##### SUPPLIED MATERIAL

use async_trait::async_trait;
use dashmap::DashMap;
use std::sync::Arc;
use std::time::Duration;
use tokio::{
    sync::Mutex,
    task::JoinHandle,
    time::{Instant, MissedTickBehavior},
};
use tracing::{debug, info};

use crate::consultation::{Consultant, ConsultationSession};

/// A session handle. Turns of one conversation serialize on the lock;
/// different conversations never contend.
pub type SharedSession = Arc<Mutex<ConsultationSession>>;

/// Trait for storing and retrieving consultation sessions by conversation id
#[async_trait]
pub trait SessionStorage: Send + Sync {
    async fn get(&self, id: &str) -> Option<SharedSession>;
    /// Returns the session for `id`, creating a fresh one on first use.
    async fn get_or_create(&self, id: &str) -> SharedSession;
    async fn delete(&self, id: &str);
    async fn len(&self) -> usize;
    /// Drops sessions idle for longer than the storage's TTL. Returns how many went.
    async fn purge_idle(&self) -> usize;
}

struct SessionEntry {
    session: SharedSession,
    last_active: Instant,
}

/// In-memory implementation of SessionStorage.
///
/// Sessions idle past `idle_ttl` are removed by [`SessionStorage::purge_idle`],
/// and creating a session at `max_sessions` evicts the least recently active one.
pub struct InMemorySessionStorage {
    sessions: Arc<DashMap<String, SessionEntry>>,
    consultant: Arc<Consultant>,
    idle_ttl: Duration,
    max_sessions: usize,
}

impl InMemorySessionStorage {
    pub fn new(consultant: Arc<Consultant>, idle_ttl: Duration, max_sessions: usize) -> Self {
        Self {
            sessions: Arc::new(DashMap::new()),
            consultant,
            idle_ttl,
            max_sessions: max_sessions.max(1),
        }
    }

    fn touch(&self, id: &str) -> Option<SharedSession> {
        self.sessions.get_mut(id).map(|mut entry| {
            entry.last_active = Instant::now();
            entry.session.clone()
        })
    }

    fn evict_least_recent(&self) {
        // The iterator's shard guards must be gone before `remove`.
        let oldest = self
            .sessions
            .iter()
            .min_by_key(|entry| entry.last_active)
            .map(|entry| entry.key().clone());

        if let Some(id) = oldest {
            self.sessions.remove(&id);
            info!(
                session_id = %id,
                max_sessions = self.max_sessions,
                "Evicted least recently active session"
            );
        }
    }
}

#[async_trait]
impl SessionStorage for InMemorySessionStorage {
    async fn get(&self, id: &str) -> Option<SharedSession> {
        self.touch(id)
    }

    async fn get_or_create(&self, id: &str) -> SharedSession {
        if let Some(session) = self.touch(id) {
            return session;
        }
        if self.sessions.len() >= self.max_sessions {
            self.evict_least_recent();
        }

        self.sessions
            .entry(id.to_string())
            .or_insert_with(|| SessionEntry {
                session: Arc::new(Mutex::new(ConsultationSession::new(
                    id,
                    self.consultant.clone(),
                ))),
                last_active: Instant::now(),
            })
            .session
            .clone()
    }

    async fn delete(&self, id: &str) {
        self.sessions.remove(id);
    }

    async fn len(&self) -> usize {
        self.sessions.len()
    }

    async fn purge_idle(&self) -> usize {
        let now = Instant::now();
        let mut removed = 0;
        self.sessions.retain(|id, entry| {
            // A handle held outside the map means a turn is still running.
            let keep = Arc::strong_count(&entry.session) > 1
                || now.duration_since(entry.last_active) < self.idle_ttl;
            if !keep {
                debug!(session_id = %id, "Dropping idle session");
                removed += 1;
            }
            keep
        });
        removed
    }
}

/// Periodically purges idle sessions until the runtime shuts down.
pub fn spawn_session_sweeper(
    sessions: Arc<dyn SessionStorage>,
    period: Duration,
) -> JoinHandle<()> {
    tokio::spawn(async move {
        let mut ticker = tokio::time::interval(period);
        ticker.set_missed_tick_behavior(MissedTickBehavior::Delay);
        // The first tick completes immediately.
        ticker.tick().await;
        loop {
            ticker.tick().await;
            let removed = sessions.purge_idle().await;
            if removed > 0 {
                let remaining = sessions.len().await;
                info!(removed, remaining, "Purged idle sessions");
            }
        }
    })
}
use axum::{
    Router,
    extract::{DefaultBodyLimit, Multipart, Path, State},
    http::{HeaderValue, Request, StatusCode},
    middleware::{Next, from_fn},
    response::Json,
    routing::{get, post},
};
use serde_json::{Value, json};
use std::path::{Path as FsPath, PathBuf};
use std::sync::Arc;
use std::time::Duration;
use tower_http::{cors::CorsLayer, trace::TraceLayer};
use tracing::{Instrument, error, info, warn};
use uuid::Uuid;

use crate::{
    analyzer::ReportAnalyzer,
    cache::{CachedGenerator, ResponseCache},
    config::AssistantConfig,
    consultation::{Consultant, SessionSnapshot},
    error::{AnalysisError, UploadError},
    extract::{DocumentExtractor, PdfTextExtractor},
    journal::{AnalysisLog, ConsultationLog, LogSink},
    llm::{GuardedGenerator, OpenRouterGenerator, TextGenerator},
    models::{AnalysisResponse, ChatRequest, ChatResponse},
    sessions::{InMemorySessionStorage, SessionStorage, spawn_session_sweeper},
    terms::TermValidator,
};

const SWEEP_INTERVAL: Duration = Duration::from_secs(60);

type ApiResult<T> = Result<Json<T>, (StatusCode, Json<Value>)>;
type ApiError = (StatusCode, Json<Value>);

fn bad_request_error(message: &str) -> ApiError {
    (StatusCode::BAD_REQUEST, Json(json!({ "error": message })))
}

fn not_found_error(message: &str, id: &str) -> ApiError {
    (
        StatusCode::NOT_FOUND,
        Json(json!({
            "error": message,
            "session_id": id
        })),
    )
}

fn upload_error(e: UploadError) -> ApiError {
    let status = match &e {
        UploadError::NoFilePart | UploadError::NoSelectedFile | UploadError::Multipart(_) => {
            StatusCode::BAD_REQUEST
        }
        UploadError::TooLarge(_) => StatusCode::PAYLOAD_TOO_LARGE,
        UploadError::Staging(_) => StatusCode::INTERNAL_SERVER_ERROR,
    };
    (status, Json(json!({ "error": e.to_string() })))
}

fn analysis_error(e: AnalysisError) -> ApiError {
    let status = match &e {
        AnalysisError::Extraction(_) | AnalysisError::NoReadableText => {
            StatusCode::UNPROCESSABLE_ENTITY
        }
        AnalysisError::Generation(_) => StatusCode::BAD_GATEWAY,
        AnalysisError::Log(_) => StatusCode::INTERNAL_SERVER_ERROR,
    };
    (status, Json(json!({ "error": e.to_string() })))
}

#[derive(Clone)]
pub struct AppState {
    pub sessions: Arc<dyn SessionStorage>,
    pub extractor: Arc<dyn DocumentExtractor>,
    pub generator: Arc<dyn TextGenerator>,
    pub analysis_log: AnalysisLog,
    pub upload_dir: PathBuf,
    pub max_upload_bytes: usize,
}

impl AppState {
    /// Wire every component from configuration around the given generator.
    pub fn from_config(config: &AssistantConfig, generator: Arc<dyn TextGenerator>) -> Self {
        let cached = CachedGenerator::new(generator.clone(), ResponseCache::new(config.cache_capacity));
        let consultant = Consultant::new(
            TermValidator::new(&config.valid_terms),
            config.followup_questions.clone(),
            config.assistant_label.clone(),
            cached,
            ConsultationLog::new(LogSink::new(&config.consultation_log)),
        );

        Self {
            sessions: Arc::new(InMemorySessionStorage::new(
                Arc::new(consultant),
                Duration::from_secs(config.session_idle_secs),
                config.max_sessions,
            )),
            extractor: Arc::new(PdfTextExtractor),
            generator,
            analysis_log: AnalysisLog::new(LogSink::new(&config.analysis_log)),
            upload_dir: config.upload_dir.clone(),
            max_upload_bytes: config.max_upload_bytes,
        }
    }
}

/// Build the production app. Must be called inside a tokio runtime: it starts the idle-session sweeper.
pub fn create_app(config: &AssistantConfig) -> Router {
    let generator = Arc::new(GuardedGenerator::new(
        OpenRouterGenerator::from_env(config.model.clone()),
        Duration::from_secs(config.request_timeout_secs),
    ));
    let state = AppState::from_config(config, generator);

    let idle_ttl = Duration::from_secs(config.session_idle_secs);
    spawn_session_sweeper(state.sessions.clone(), idle_ttl.min(SWEEP_INTERVAL));

    build_router(state)
}

/// Add a correlation ID to every request and run it inside a tracing span
async fn correlation_id_middleware(
    mut request: Request<axum::body::Body>,
    next: Next,
) -> axum::response::Response {
    let correlation_id = Uuid::new_v4().to_string();
    if let Ok(value) = HeaderValue::from_str(&correlation_id) {
        request.headers_mut().insert("x-correlation-id", value);
    }

    let span = tracing::info_span!("http_request", correlation_id = %correlation_id);
    next.run(request).instrument(span).await
}

pub fn build_router(app_state: AppState) -> Router {
    // Leave room for multipart framing on top of the file itself.
    let body_limit = app_state.max_upload_bytes + 64 * 1024;

    Router::new()
        .route("/", get(root))
        .route("/health", get(health_check))
        .route("/chat", post(chat))
        .route("/chat/{session_id}", get(get_session).delete(reset_session))
        .route("/upload", post(upload))
        .layer(DefaultBodyLimit::max(body_limit))
        .layer(from_fn(correlation_id_middleware))
        .layer(CorsLayer::permissive())
        .layer(TraceLayer::new_for_http())
        .with_state(app_state)
}

async fn root() -> Json<Value> {
    Json(json!({
        "service": "AI Medical Consultation Assistant",
        "version": "0.1.0",
        "description": "Symptom triage dialog and pathology report analysis",
        "endpoints": {
            "POST /chat": "Send a message to a consultation (optional session_id)",
            "GET /chat/{session_id}": "Get consultation stage",
            "DELETE /chat/{session_id}": "Forget a consultation",
            "POST /upload": "Upload a pathology report PDF (multipart field 'file')",
            "GET /health": "Health check"
        }
    }))
}

async fn health_check() -> Json<Value> {
    Json(json!({
        "status": "healthy",
        "timestamp": chrono::Utc::now().to_rfc3339()
    }))
}

fn resolve_session_id(session_id: Option<String>) -> Result<String, ApiError> {
    match session_id {
        Some(id) => {
            if Uuid::parse_str(&id).is_err() {
                warn!(session_id = %id, "Invalid session ID format");
                return Err(bad_request_error("Invalid session ID format"));
            }
            Ok(id)
        }
        None => Ok(Uuid::new_v4().to_string()),
    }
}

async fn chat(
    State(state): State<AppState>,
    Json(request): Json<ChatRequest>,
) -> ApiResult<ChatResponse> {
    let session_id = resolve_session_id(request.session_id)?;
    info!(
        session_id = %session_id,
        content_length = %request.message.len(),
        "Processing chat message"
    );

    let session = state.sessions.get_or_create(&session_id).await;
    let mut session = session.lock().await;
    let response = session.advance(&request.message).await;

    Ok(Json(ChatResponse {
        session_id,
        response,
        stage: session.stage(),
    }))
}

async fn get_session(
    State(state): State<AppState>,
    Path(session_id): Path<String>,
) -> ApiResult<SessionSnapshot> {
    match state.sessions.get(&session_id).await {
        Some(session) => Ok(Json(session.lock().await.snapshot())),
        None => Err(not_found_error("Session not found", &session_id)),
    }
}

async fn reset_session(
    State(state): State<AppState>,
    Path(session_id): Path<String>,
) -> ApiResult<Value> {
    if state.sessions.get(&session_id).await.is_none() {
        return Err(not_found_error("Session not found", &session_id));
    }
    state.sessions.delete(&session_id).await;
    info!(session_id = %session_id, "Session deleted");
    Ok(Json(json!({ "session_id": session_id, "status": "deleted" })))
}

async fn upload(State(state): State<AppState>, mut multipart: Multipart) -> ApiResult<AnalysisResponse> {
    let (filename, bytes) = read_upload(&mut multipart, state.max_upload_bytes)
        .await
        .map_err(upload_error)?;
    let path = stage_upload(&state.upload_dir, &filename, &bytes)
        .await
        .map_err(upload_error)?;
    info!(path = %path.display(), size = bytes.len(), "Staged uploaded report");

    let analyzer = ReportAnalyzer::new(
        path,
        state.extractor.clone(),
        state.generator.clone(),
        state.analysis_log.clone(),
    );

    match analyzer.run().await {
        Ok(response) => Ok(Json(AnalysisResponse { response })),
        Err(e) => {
            error!(error = %e, "Report analysis failed");
            Err(analysis_error(e))
        }
    }
}

/// Pull the `file` field out of the form. A missing field and an empty
/// filename are different errors.
async fn read_upload(
    multipart: &mut Multipart,
    max_bytes: usize,
) -> Result<(String, Vec<u8>), UploadError> {
    while let Some(field) = multipart
        .next_field()
        .await
        .map_err(|e| UploadError::Multipart(e.to_string()))?
    {
        if field.name() != Some("file") {
            continue;
        }

        let filename = field.file_name().unwrap_or_default().to_string();
        if filename.trim().is_empty() {
            return Err(UploadError::NoSelectedFile);
        }

        let bytes = field
            .bytes()
            .await
            .map_err(|e| UploadError::Multipart(e.to_string()))?;
        if bytes.len() > max_bytes {
            return Err(UploadError::TooLarge(max_bytes));
        }
        return Ok((filename, bytes.to_vec()));
    }

    Err(UploadError::NoFilePart)
}

async fn stage_upload(dir: &FsPath, filename: &str, bytes: &[u8]) -> Result<PathBuf, UploadError> {
    tokio::fs::create_dir_all(dir).await?;
    let path = dir.join(format!("{}_{}", Uuid::new_v4(), sanitize_filename(filename)));
    tokio::fs::write(&path, bytes).await?;
    Ok(path)
}

/// Keep only the final path component, with anything unusual replaced by `_`.
pub fn sanitize_filename(filename: &str) -> String {
    let name = filename
        .rsplit(['/', '\\'])
        .next()
        .unwrap_or_default();
    let cleaned: String = name
        .chars()
        .map(|c| {
            if c.is_ascii_alphanumeric() || matches!(c, '.' | '-' | '_') {
                c
            } else {
                '_'
            }
        })
        .collect();
    let cleaned = cleaned.trim_start_matches('.');

    if cleaned.is_empty() {
        "document".to_string()
    } else {
        cleaned.to_string()
    }
}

##########

## EXERCISE
When you come to the line containing "pub trait SessionStorage: Send", give it and stop; before that, repeat each line of the material exactly from the first one.

## WRITTEN ANSWER
use async_trait::async_trait;
use dashmap::DashMap;
use std::sync::Arc;
use std::time::Duration;
use tokio::{
    sync::Mutex,
    task::JoinHandle,
    time::{Instant, MissedTickBehavior},
};
use tracing::{debug, info};

use crate::consultation::{Consultant, ConsultationSession};

/// A session handle. Turns of one conversation serialize on the lock;
/// different conversations never contend.
pub type SharedSession = Arc<Mutex<ConsultationSession>>;

/// Trait for storing and retrieving consultation sessions by conversation id
#[async_trait]
pub trait SessionStorage: Send + Sync {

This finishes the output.